2020-06-08 Meeting: Introductions and Brainstorming

Meeting Notes

Table of Contents

ACTION ITEMS:

Agenda

Introductions
Review of Working Group Charter and Logistics
Brainstorming
Review documents completed prior to this meeting: Current Approaches to Providing Search APIs and Needs of Consumers and Applications

Meeting Materials

Notes

Introductions

Name, Organization, 1-2 sentences on what you hope to get from the group. Introductions need to remain short to avoid having them take up the majority of the meeting. Please share the critical aspects that draw you to participate in the group.

E. Lynette Rayle (Cornell) - Two pain points: 1) Differing methods for accessing authorities requiring one-off coding, 2) Getting back enough information to be able to display results to end users in a meaningful way.
Justin Littman (Stanford) - Desire to code as little as possible and be able to access authorities.
Christine Fernsebner Eslao (Harvard) - Continue with work begun in LD4P2. Would like to see various lookups standardized with a goal of better usability. Would like to see reconciliation automated.
Nancy Fallgren (NIH) - Hoping to create more authorities. Want to make more available through RDF. Want them to be usable.
Tiziana Possemato (Casalini) - Make connections with other groups and be on positive terms with others. My invite technician to join when needed.
Kirk Hess (OCLC) - Worked in research previously with LOC. Worked on high availability and throughput. Looking to bring experience with LOC and new connections with OCLC.
Jeremy Nelson (Stanford) - Works on Sinopia Editor. Hopes to minimize code and interested in seeing how this supports a diverse set of authorities.
Steven Folsom (Cornell) - Coordinator of metadata design; As a consumer, want any tool creating metadata to be able to tie into everything you want where data looks similar and easier to co-index.
Kevin Ford (LOC) - Has served in roles as a producer, publisher, and consumer.
John Graybeal (Bioportal): consumer (Cedar), producer (Bioportal); Cedar is a consumer of Bioportal
John Chapman (OCLC): entity management infrastructure project; producer/consumer; possible implications for VIAF or other projects.
Rob Sanderson (currently independent, Yale in September): vocabulary management (currently working Arches); integrations that are not system-specific
Lydia Pintscher (Wikimedia Deutschland): product management for Wikidata. Here to address questions about wikipedia.

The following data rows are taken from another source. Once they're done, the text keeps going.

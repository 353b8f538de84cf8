use std::ops::Range;

/// A single header field as it appears on the wire.
///
/// `raw` holds the exact original bytes of the field, continuation lines
/// and line terminators included, so that untouched fields are written
/// back byte for byte.
#[derive(Debug, Clone, PartialEq, Eq)]
pub struct HeaderField {
    pub name: String,
    pub raw: Vec<u8>,
}

impl HeaderField {
    /// Builds a new field terminated by `line_ending`.
    pub fn new(name: &str, value: &str, line_ending: &[u8]) -> Self {
        let mut raw = Vec::with_capacity(name.len() + value.len() + 2 + line_ending.len());
        raw.extend_from_slice(name.as_bytes());
        raw.extend_from_slice(b": ");
        raw.extend_from_slice(value.as_bytes());
        raw.extend_from_slice(line_ending);
        Self {
            name: name.to_string(),
            raw,
        }
    }

    /// Returns the unfolded, trimmed value of the field.
    pub fn value(&self) -> String {
        let text = String::from_utf8_lossy(&self.raw);
        let value = text
            .split_once(':')
            .map(|(_, value)| value)
            .unwrap_or_default();
        value
            .split(['\r', '\n'])
            .map(str::trim)
            .filter(|part| !part.is_empty())
            .collect::<Vec<_>>()
            .join(" ")
    }

    /// Returns the terminator of the field's last line (CRLF, LF or none).
    pub fn line_ending(&self) -> &'static [u8] {
        if self.raw.ends_with(b"\r\n") {
            b"\r\n"
        } else if self.raw.ends_with(b"\n") {
            b"\n"
        } else {
            b""
        }
    }

    /// Whether the field name matches `name`, ignoring ASCII case.
    pub fn is(&self, name: &str) -> bool {
        self.name.eq_ignore_ascii_case(name)
    }
}

/// Result of splitting raw message bytes into headers and body.
#[derive(Debug, Clone, PartialEq, Eq)]
pub struct HeaderSection {
    /// Header fields in their original order.
    pub fields: Vec<HeaderField>,
    /// Byte range of the blank separator line, if there was one.
    pub separator: Option<Range<usize>>,
    /// Offset of the first body byte.
    pub body_offset: usize,
}

/// Splits raw message bytes into its header fields and the body offset.
///
/// Only the header section is inspected, the body is never decoded. The
/// section ends at the first blank line, or at the first line that is
/// neither a `name: value` field nor a continuation of the previous one
/// (that line then starts the body, and there is no separator).
///
/// # Examples
///
/// ```rust
/// let raw = b"From: alice@example.com\r\nSubject: Hi\r\n there\r\n\r\nHello!";
/// let section = subrelay_utils::split_header_section(raw);
/// assert_eq!(section.fields.len(), 2);
/// assert_eq!(section.fields[0].name, "From");
/// assert_eq!(section.fields[1].value(), "Hi there");
/// assert_eq!(&raw[section.body_offset..], b"Hello!");
/// ```
///
/// A message without headers is all body:
///
/// ```rust
/// let section = subrelay_utils::split_header_section(b"just text\r\n");
/// assert!(section.fields.is_empty());
/// assert_eq!(section.body_offset, 0);
/// ```
pub fn split_header_section(raw: &[u8]) -> HeaderSection {
    let mut fields: Vec<HeaderField> = Vec::new();
    let mut separator = None;
    let mut pos = 0;

    while pos < raw.len() {
        let end = raw[pos..]
            .iter()
            .position(|&b| b == b'\n')
            .map(|i| pos + i + 1)
            .unwrap_or(raw.len());
        let line = &raw[pos..end];

        if line == b"\r\n" || line == b"\n" {
            separator = Some(pos..end);
            pos = end;
            break;
        }

        if line[0] == b' ' || line[0] == b'\t' {
            match fields.last_mut() {
                Some(field) => {
                    field.raw.extend_from_slice(line);
                    pos = end;
                    continue;
                }
                None => break,
            }
        }

        match field_name(line) {
            Some(name) => fields.push(HeaderField {
                name,
                raw: line.to_vec(),
            }),
            None => break,
        }
        pos = end;
    }

    HeaderSection {
        fields,
        separator,
        body_offset: pos,
    }
}

/// Returns the field name when `line` starts with `name:`, where the name
/// is made of printable US-ASCII characters other than the colon.
fn field_name(line: &[u8]) -> Option<String> {
    let colon = line.iter().position(|&b| b == b':')?;
    let name = &line[..colon];
    if name.is_empty() || !name.iter().all(|&b| (33..=126).contains(&b)) {
        return None;
    }
    Some(String::from_utf8_lossy(name).into_owned())
}

#[cfg(test)]
mod tests {
    use super::*;

    #[test]
    fn test_split_crlf_message() {
        let raw = b"From: a@b.com\r\nTo: c@d.com\r\n\r\nBody\r\n";
        let section = split_header_section(raw);
        assert_eq!(section.fields.len(), 2);
        assert_eq!(section.fields[0].raw, b"From: a@b.com\r\n");
        assert_eq!(section.separator, Some(28..30));
        assert_eq!(&raw[section.body_offset..], b"Body\r\n");
    }

    #[test]
    fn test_split_lf_message() {
        let raw = b"Subject: Hi\n\nBody";
        let section = split_header_section(raw);
        assert_eq!(section.fields.len(), 1);
        assert_eq!(section.fields[0].line_ending(), b"\n");
        assert_eq!(&raw[section.body_offset..], b"Body");
    }

    #[test]
    fn test_split_headers_only() {
        let raw = b"Subject: Hi\r\nX-Test: 1";
        let section = split_header_section(raw);
        assert_eq!(section.fields.len(), 2);
        assert_eq!(section.fields[1].line_ending(), b"");
        assert_eq!(section.separator, None);
        assert_eq!(section.body_offset, raw.len());
    }

    #[test]
    fn test_split_stops_at_non_header_line() {
        let raw = b"Subject: Hi\r\nnot a header\r\nmore";
        let section = split_header_section(raw);
        assert_eq!(section.fields.len(), 1);
        assert_eq!(section.separator, None);
        assert_eq!(&raw[section.body_offset..], b"not a header\r\nmore");
    }

    #[test]
    fn test_name_with_space_is_not_a_header() {
        let section = split_header_section(b"Subject : Hi\r\n\r\n");
        assert!(section.fields.is_empty());
        assert_eq!(section.body_offset, 0);
    }

    #[test]
    fn test_leading_continuation_is_body() {
        let section = split_header_section(b" folded\r\nSubject: Hi\r\n");
        assert!(section.fields.is_empty());
        assert_eq!(section.body_offset, 0);
    }

    #[test]
    fn test_folded_value() {
        let section = split_header_section(b"To: a@b.com,\r\n\tc@d.com\r\n\r\n");
        assert_eq!(section.fields.len(), 1);
        assert_eq!(section.fields[0].value(), "a@b.com, c@d.com");
    }

    #[test]
    fn test_non_utf8_body_untouched() {
        let raw = b"Subject: Hi\r\n\r\n\xff\xfe\x00binary";
        let section = split_header_section(raw);
        assert_eq!(&raw[section.body_offset..], b"\xff\xfe\x00binary");
    }

    #[test]
    fn test_header_field_new() {
        let field = HeaderField::new("From", "Relay <relay@example.net>", b"\r\n");
        assert_eq!(field.raw, b"From: Relay <relay@example.net>\r\n");
        assert_eq!(field.value(), "Relay <relay@example.net>");
        assert!(field.is("from"));
    }
}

Aspects of interest generally fall into these categories:

Publishers want to make consumption easier
Consumers want meaningful display and search of data
Software developers and engineers want lighter/more maintainable code.

Working Group Charter and Logistics

Reference: Working Group Charter

What does it mean for linked data to be an "approach" rather than a part of a system?
- Having a REST API return LOD
Sanderson: Are we concerned with update/delete/write/etc?
- Rayle: Those are part of the larger picture, but for the purposes of this group's deliverables, we are focused on search and return of data. Everything is fair game in brainstorming, and a subsequent working group is possible.
Sanderson: Previous attempts at standardizing search APIs have failed. We need to be very specific about details.
- Rayle: Add links to outside documentation under "References".

Logistics:

access to Slack channel
access to Wiki
note takers

Brainstorming

Terminology used in the brainstorming and laying the foundation for a common understanding...

Change Management Terminology

Term	Description
TBD

Other Related Terminology

Term	Description
Caching	¹ Storing local copies of entire dataset. ² Caching of a single label or small pieces of data about a single term.
Accuracy	¹ The ability of an API to return relevant data ² The ability of a user to select a term from multiple similar terms given a set of search results
Search (general)	Given a string query, search a dataset for occurrences of the string. The search is generally over an index of the dataset for performance.
Keyword Search	Search for a string query typically across multiple fields where the query can be anywhere in the field.
Left-anchor Search	Search where the query is an exact match of a label starting with with the first character of the label.
Browse (general)	Approaching a dataset from a specific perspective and navigating to a desired (known or yet known) entity. A “perspective” may or may not be appropriate or supported by a given data set.
Hierarchical Browse	Starting at a term in a hierarchy and moving to broader or narrower terms.
A-Z Browse	Navigating through all terms in alphabetical order. This may involve canned queries for groupings (e.g. A-D, E-H, etc.)
Incremental Search	aka real-time suggestions or a typeahead, as the user types text the query is run in real time and matches are found and immediately displayed. See also Left-anchor Search
Authoritative Metadata	Authority record contains administrative metadata from an authorized access point. This may include information, eg. the source of the metadata, guidelines, status, etc.
Real World Object	This is metadata about the thing and is not administrative metadata. This represents Michelle Obama the person, e.g. name, birth date, etc,

Linked Data Terminology

Term	Description
Reconciliation	Things-to-Things - The process of identifying that two things represented by different URIs are actually the same thing.
Entity Resolution	Strings-to-Things - The process of identifying that a String Label is the label for a thing identified by a URI.
Disambiguation	When presented with multiple very closely labeled options, this is the process of determining which option is the correct entity.
URI Dereferencing (aka Term Fetch)	Accessing a URI through CURL or a web browser shows data related to the entity the URI represents. The data can vary for different formats (e.g. JSON-LD, n-triples, HTML, etc.), for example the data displayed on a webpage using HTML may be different than the data retrieved through CURL when requesting an RDF format. And the amount of data returned can vary between authorities with some only returning data where the URI is the subject and others returning data in the wider graph.
Resource	Something that is identified by a URI.
Entity	An entity is a resource. Need more research to determine if there is a difference between resources and entities.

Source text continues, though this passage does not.